When my dad died I realised that by complete fluke, I was incredibly lucky not to have any 'unfinished business' with him, iykwim. I miss him, I would love to talk with him again and to show him the dc's, but I'm not haunted by anything I wish I'd said, or apologised for.
A year later, my mum was diagnosed with the same cancer that killed dad. At the time I hadn't spoken to her in 4 years - she is hard, hard work, my mum - but I was the only one of her 4 kids in the country, so of course I went to see her in hospital. I realised that if she died, I'd be full of guilt about our poor relationship, so I'd better work on it.
It's been 11 years now (she recovered from the cancer, though has many other health issues) and I am still working on it. Part of the reason I moved back to Oz from UK was so she could see the dc's, but she doesn't much - partly ill-health, partly her own social life, and partly her own peculiar attitudes. We see much more of the IL's who live the other side of town but always ready and willing to help, listen, talk, etc. And she does make me nuts, a lot of the time.
I wish it could be better but I've realised, she would have to want that too, and work on it. (Perhaps she is; perhaps she can't; perhaps she doesn't know - think this is most likely.) I know I've tried to be as honest with her as I can, once I even said to her that what she was doing wasn't helping our relationship any - she was astonished and then deeply apologetic.
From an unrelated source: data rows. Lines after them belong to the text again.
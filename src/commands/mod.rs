//! Command implementations for the CLI.

pub mod compare;
pub mod hash;
pub mod models;

pub use compare::execute_compare;
pub use hash::{hash_password, NATIVE_PASSWORD_PLUGIN};
pub use models::CompareArgs;
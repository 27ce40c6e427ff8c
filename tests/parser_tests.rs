use mysql_settings_diff::parser::{parse_categories, parse_dump};

/// Trimmed-down `mysqld --version --help` output
const SAMPLE_DUMP: &str = "\
mysqld  Ver 5.5.60-0+deb8u1 for debian-linux-gnu on x86_64
Starting mysqld daemon with databases from /var/lib/mysql

Default options are read from the following files in the given order:
/etc/my.cnf /etc/mysql/my.cnf ~/.my.cnf
--------------------------------- -----------------------------
abort-slave-event-count           0
allow-suspicious-udfs             FALSE
auto-increment-increment          1
basedir                           /usr
binlog-row-event-max-size         8192

To see what values a running MySQL server is using, type
'mysqladmin variables' instead of 'mysqld --verbose --help'.
";

#[test]
fn test_parse_sample_dump() {
    let set = parse_dump(SAMPLE_DUMP);

    assert_eq!(set.len(), 5);
    assert_eq!(set["abort-slave-event-count"].value, "0");
    assert_eq!(set["allow-suspicious-udfs"].value, "FALSE");
    assert_eq!(set["basedir"].value, "/usr");
}

#[test]
fn test_parse_is_idempotent() {
    assert_eq!(parse_dump(SAMPLE_DUMP), parse_dump(SAMPLE_DUMP));
}

#[test]
fn test_dump_without_marker_is_empty() {
    let text = "some header\nkey value\nother value\n";
    assert!(parse_dump(text).is_empty());
}

#[test]
fn test_blank_line_ends_region_for_good() {
    let text = "\
header
---------
key1  1
key2  2

key3  3
---------
key4  4
";
    let set = parse_dump(text);

    // Nothing after the first blank line counts, not even a second marker.
    assert_eq!(set.len(), 2);
    assert!(set.contains_key("key1"));
    assert!(set.contains_key("key2"));
    assert!(!set.contains_key("key3"));
    assert!(!set.contains_key("key4"));
}

#[test]
fn test_marker_immediately_followed_by_blank_yields_empty_set() {
    let text = "header\n---------\n\nkey1  1\n";
    assert!(parse_dump(text).is_empty());
}

#[test]
fn test_duplicate_names_last_write_wins() {
    let text = "---------\nkey1  old\nkey1  new\n";
    let set = parse_dump(text);

    assert_eq!(set.len(), 1);
    assert_eq!(set["key1"].value, "new");
}

#[test]
fn test_value_keeps_internal_whitespace() {
    let text = "---------\noptimizer-switch  index_merge=on, index_merge_union=on\n";
    let set = parse_dump(text);

    assert_eq!(
        set["optimizer-switch"].value,
        "index_merge=on, index_merge_union=on"
    );
}

#[test]
fn test_setting_without_value_column_gets_empty_value() {
    let text = "---------\nlog-error\n";
    let set = parse_dump(text);

    assert_eq!(set["log-error"].value, "");
}

#[test]
fn test_whitespace_only_line_ends_region() {
    let text = "---------\nkey1  1\n   \nkey2  2\n";
    let set = parse_dump(text);

    assert_eq!(set.len(), 1);
}

#[test]
fn test_categories_full_rows() {
    let text = "\
connect-timeout;connect_timeout;s;Network
key-buffer-size;key_buffer_size;bytes;Buffers
";
    let table = parse_categories(text).unwrap();

    assert_eq!(table.len(), 2);
    let record = &table["connect-timeout"];
    assert_eq!(record.cnf_param_name, "connect_timeout");
    assert_eq!(record.unit.as_deref(), Some("s"));
    assert_eq!(record.category.as_deref(), Some("Network"));
}

#[test]
fn test_categories_optional_fields_independent() {
    let table = parse_categories("a;param_a\nb;param_b;ms\n").unwrap();

    let a = &table["a"];
    assert_eq!(a.unit, None);
    assert_eq!(a.category, None);

    let b = &table["b"];
    assert_eq!(b.unit.as_deref(), Some("ms"));
    assert_eq!(b.category, None);
}

#[test]
fn test_categories_blank_lines_skipped() {
    let table = parse_categories("\na;param_a\n\nb;param_b\n\n").unwrap();
    assert_eq!(table.len(), 2);
}

#[test]
fn test_categories_extra_fields_ignored() {
    let table = parse_categories("a;param_a;ms;Network;stray;more\n").unwrap();
    assert_eq!(table["a"].category.as_deref(), Some("Network"));
}

#[test]
fn test_categories_crlf_tolerated() {
    let table = parse_categories("a;param_a;ms;Network\r\nb;param_b\r\n").unwrap();
    assert_eq!(table["a"].category.as_deref(), Some("Network"));
    assert_eq!(table["b"].cnf_param_name, "param_b");
}

#[test]
fn test_category_row_without_param_name_fails() {
    let err = parse_categories("a;param_a\nlonely-name\n").unwrap_err();
    assert!(err.to_string().contains("row 2"));
}

#[test]
fn test_category_row_with_empty_name_fails() {
    assert!(parse_categories(";param_a\n").is_err());
}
She really just hadn't a clue.
If you are happy with how you're behaving, and the efforts you're making, then really that's all you can ask. Your dad, like my mum, is doing the best he can, given his situation and what's in his head. Maybe give him a 'heads up', let him know that you'd like things to be better, or just quietly make an extra effort yourself - then try to accept whatever he can give and make your peace with that.
apologies for the essay, hope it helps a little.